Yeasts for Malt Beverages 

  • Yeasts for malt drinks may be stored in pure culture in brewery laboratories or procured from specialised laboratories as needed.
  • The strain chosen is one suited to the product to be brewed, a special bottom yeast for beer, typically a top yeast for ale, but occasionally a bottom yeast, and a top yeast for stout and porter.
  • The most common yeasts are strains of Saccharomyces cerevisiae, whereas S. uvarum is the least common (carlsbergensis).
  • When yeast is grown from a pure culture, it must be grown in wort from a laboratory culture to a large seed culture or “pitching” culture. However, in practise, pitching yeast is almost usually yeast recovered from a prior fermentation.
  • Concentrated yeast that may or may not have been washed. Clearly, such a yeast culture will always be contaminated with other species, typically bacteria and wild yeasts that accumulate during subsequent fermentations and recoveries.
  • Even while most pollutants can thrive in the yeast culture, they are hindered by the hops and low pH in the wort and do not significantly harm the malt beverage.

Wine Yeasts 

  • For the production of wine, a strain of Saccharomyces cerevisiae var. ellipsoideus suitable to the production of the particular type of wine is chosen.
  • The extensively utilised Burgundy, Tokay, and champagne cultures are well-known kinds.
  • The cultures are developed and augmented in must (grape or other fruit juice) that will be used for the primary fermentation. 

Distillers’ Yeast 

  • Typically, distillers’ yeast is a high-alcohol-yielding strain of S. cerevisiae var. ellipsoideus that has been modified to grow in the intended medium or mash.
  • The medium or mash is typically malted grain, such as corn or rye for whiskey, molasses for rum, or fruit juices or mashes for brandy.
  • The liquors are produced by distilling the fermenting mashes.

Mold Cultures 

  • Mold stock cultures are typically grown on slants of a suitable agar medium, such as malt-extract agar, and may be maintained in the spore stage for extended durations through lyophilization (freeze drying) or as soil stocks.
  • There are various ways to prepare spore or mycelial cultures for usage on a plant scale. These consist of
    • Growth on the surface of a liquid or agar medium in a flask or other container.
    • In shallow layers in trays, surface growth on media.
    • growth on loose, moist wheat bran that may be acidified or to which liquid nutrients, such as corn-steep liquor, may be supplied.
    • Bread or crackers that have been sterilised and soaked prior to growing.
    • The consequence of submerged development in an aerated liquid medium is often pellets of mycelium, with or without spores.
  • Mold spores are collected in a variety of methods, depending on the production method.
  • They may be cleaned or extracted from dry surfaces, left in dry materials that have been ground or powdered, or for ease of usage, integrated into a dry powder, such as flour.
  • The pellets are, of course, utilised as pellets.

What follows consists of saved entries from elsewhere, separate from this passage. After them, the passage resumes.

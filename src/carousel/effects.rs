//! Progress-driven visual effects - pure functions of carousel progress.
//!
//! These are recomputed on every offset change, including mid-drag, so the
//! caption fade and card stagger follow the gesture in real time. No hidden
//! state: each is O(1) per call and cheap enough to re-derive every frame.

/// Linear interpolation between `a` and `b`.
#[inline]
pub fn lerp(a: f32, b: f32, t: f32) -> f32 {
    a + (b - a) * t
}

#[inline]
fn clamp01(x: f32) -> f32 {
    x.clamp(0.0, 1.0)
}

/// Opacity of the intro caption: fully visible at progress 0, fully
/// transparent once progress reaches `fade_end`, unchanged thereafter.
pub fn caption_opacity(progress: f32, fade_end: f32) -> f32 {
    if fade_end <= 0.0 {
        return if progress > 0.0 { 0.0 } else { 1.0 };
    }
    1.0 - clamp01(progress / fade_end)
}

/// Initial vertical displacement for the card at `index`: even cards start
/// shifted up, odd cards down, alternating along the track.
pub fn initial_stagger(index: usize, amount: f32) -> f32 {
    if index % 2 == 0 { -amount } else { amount }
}

/// Vertical displacement for the card at `index` at the given progress.
///
/// Cards converge from their staggered start to the baseline by the time
/// progress reaches `converge_end`.
pub fn stagger_offset(index: usize, progress: f32, amount: f32, converge_end: f32) -> f32 {
    let t = if converge_end <= 0.0 {
        1.0
    } else {
        clamp01(progress / converge_end)
    };
    lerp(initial_stagger(index, amount), 0.0, t)
}
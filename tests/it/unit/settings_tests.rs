//! Unit tests for settings module.

use atelier::constants::{
    CAPTION_FADE_END, DRAG_SENSITIVITY, SCROLL_STEP, STAGGER_AMOUNT, STAGGER_CONVERGE_END,
};
use atelier::settings::{CarouselTuning, Settings};
use std::path::PathBuf;

#[test]
fn test_tuning_defaults_match_shipped_constants() {
    let tuning = CarouselTuning::default();
    assert_eq!(tuning.sensitivity, DRAG_SENSITIVITY);
    assert_eq!(tuning.scroll_step, SCROLL_STEP);
    assert_eq!(tuning.caption_fade_end, CAPTION_FADE_END);
    assert_eq!(tuning.stagger_converge_end, STAGGER_CONVERGE_END);
    assert_eq!(tuning.stagger_amount, STAGGER_AMOUNT);
}

#[test]
fn test_missing_file_yields_defaults() {
    let dir = tempfile::tempdir().unwrap();
    let path = dir.path().join("settings.json");
    let settings = Settings::load_from(&path);
    assert_eq!(settings, Settings::default());
}

#[test]
fn test_save_and_reload_round_trip() {
    let dir = tempfile::tempdir().unwrap();
    let path = dir.path().join("nested").join("settings.json");

    let mut settings = Settings::default();
    settings.tuning.sensitivity = 3.5;
    settings.tuning.scroll_step = 250.0;
    settings.catalog_path = Some(PathBuf::from("/data/catalog.json"));

    settings.save_to(&path).unwrap();
    let reloaded = Settings::load_from(&path);
    assert_eq!(reloaded, settings);
}

#[test]
fn test_partial_file_fills_in_defaults() {
    let dir = tempfile::tempdir().unwrap();
    let path = dir.path().join("settings.json");
    std::fs::write(&path, r#"{"tuning": {"sensitivity": 1.0}}"#).unwrap();

    let settings = Settings::load_from(&path);
    assert_eq!(settings.tuning.sensitivity, 1.0);
    // Unspecified fields keep their defaults
    assert_eq!(settings.tuning.scroll_step, SCROLL_STEP);
    assert_eq!(settings.tuning.caption_fade_end, CAPTION_FADE_END);
    assert_eq!(settings.catalog_path, None);
}

#[test]
fn test_malformed_file_falls_back_to_defaults() {
    let dir = tempfile::tempdir().unwrap();
    let path = dir.path().join("settings.json");
    std::fs::write(&path, "{not json at all").unwrap();

    let settings = Settings::load_from(&path);
    assert_eq!(settings, Settings::default());
}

Spores of Penicillium roqueforti for blue cheeses, such as Roquefort, Stilton, Gorgonzola, etc., are typically cultured on cubes of sterilised, moistened, and typically acidic bread; whole wheat or bread made with a particular formula may also be used.
  • After mould sporulation is complete, bread and culture are dried, pulverised, and typically packaged in cans. P. camemberti spores are produced by cultivating the fungus on sterile, damp crackers.
  • For the surface inoculation of the Camembert, Brie, or similar cheese, a spore suspension is created.
  • Mold starters used as inoculum in industrial submerged fermentations are often formed as pellets or masses of mycelium during submerged growth while the culture is vigorously shaken.
  • When surface growth is sought on a liquid, agar, or bran medium, mould spores produced by one of the aforementioned ways are typically used as the inoculant.
  • The koji, or starter, for soy sauce, which is discussed in the following chapter, is often a mixture of cultures carried over from a previous batch, although pure cultures of Aspergillus oryzae, yeast, and Lactobacillus delbrueckii have been employed.
  • The mould culture is cultured on sterilised, cooked rice.